Il est une loi commune à toutes les langues, parce qu’elle répond à l’évolution naturelle de l’esprit humain, et dont l’action apparaît de la manière la plus marquée dans la langue française : c’est l’effacement graduel de la partie sensible, c’est-à-dire individuelle, du langage, et la domination croissante de l’élément intellectuel, c’est-à-dire impersonnel. Voila peut-être au point de vue littéraire la plus grande transformation qu’une langue puisse subir, et nulle ne l’a subie au même degré que la langue française.
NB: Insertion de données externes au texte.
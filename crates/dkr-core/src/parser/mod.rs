//! DKR Parser — line lexer, rule-set model, and section parser
//!
//! Converts `.rules` text into an immutable `RuleSet`.
//! The first line must be `DOMÍNIO: <name>`; every other line belongs to
//! the section opened by the most recent header.
//!
//! # Guarantees
//! - Deterministic: same input always produces the same `RuleSet`
//! - Atomic: the first syntax violation aborts the whole parse
//! - Every error carries the 1-based line it was found on

pub mod ast;
pub mod tokenizer;

use sha2::{Digest, Sha256};
use tracing::debug;

use crate::error::ParseError;
use ast::{
    Criticality, Fact, Intent, Normalization, RuleAction, RuleSet, RuleSetParts, ValidationRule,
};
use tokenizer::{fold_key, SectionKind, SpannedToken, Token, Tokenizer};

/// Source id given to rule sets parsed without one
pub const INLINE_SOURCE: &str = "<inline>";

/// SHA-256 of the raw rule text, lower-case hex
pub fn content_hash(raw: &str) -> String {
    let mut hasher = Sha256::new();
    hasher.update(raw.as_bytes());
    format!("{:x}", hasher.finalize())
}

/// Parse DKR text into a `RuleSet`
///
/// # Errors
/// Returns `ParseError` with the offending line for syntax violations.
///
/// # Example
/// ```ignore
/// let rules = parse("DOMÍNIO: Licenças\n")?;
/// ```
pub fn parse(raw: &str) -> Result<RuleSet, ParseError> {
    parse_source(INLINE_SOURCE, raw)
}

/// Parse DKR text, tagging the result with the id it was loaded from
pub fn parse_source(source_id: &str, raw: &str) -> Result<RuleSet, ParseError> {
    let tokens = Tokenizer::new(raw).tokenize()?;
    let parts = SectionParser::new(&tokens).run()?;
    let rules = RuleSet::new(source_id, content_hash(raw), parts);

    debug!(
        source = source_id,
        domain = rules.domain_name(),
        facts = rules.facts().len(),
        intents = rules.intents().len(),
        rules = rules.rules().len(),
        normalizations = rules.normalizations().len(),
        synonyms = rules.synonyms().len(),
        "parsed rule set"
    );

    Ok(rules)
}

// ── Section parser ────────────────────────────────────────

struct SectionParser<'t> {
    tokens: &'t [SpannedToken],
    pos: usize,
    parts: RuleSetParts,
    /// (intent name, line) of every expansion, checked once all intents are known
    expansion_refs: Vec<(String, usize)>,
}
L’émotion qui remplit la langue au début en est éliminée peu à peu, et, le mot tendant de plus en plus à devenir une sorte de notation algébrique, les phrases à n’être que des signes d’idées au lieu de manifester des sentimens, la langue devient plus propre à exprimer la vérité abstraite à mesure qu’elle devient moins propre à la poésie. La perfection de la langue philosophique et l’essor des sciences positives coïncide, vers la fin du XVIIIe siècle, avec la pauvreté de la langue poétique. L’originalité de Rousseau comme écrivain, c’est moins d’avoir donné à la France l’amour du naturel, comme le dit M. Pellissier, que d’avoir retrempé la langue aux sources de l’émotion. Ce qui a été l’origine et ce qui fait, dans une certaine mesure, la légitimité de la réaction romantique contre la langue du XVIIIe siècle, tentative que M. Pellissier traite bien légèrement, c’est la nécessité profondément sentie de rendre à la langue desséchée la puissance et le sentiment.


P. CHALLEMEL-LACOUR.


F. BULOZ.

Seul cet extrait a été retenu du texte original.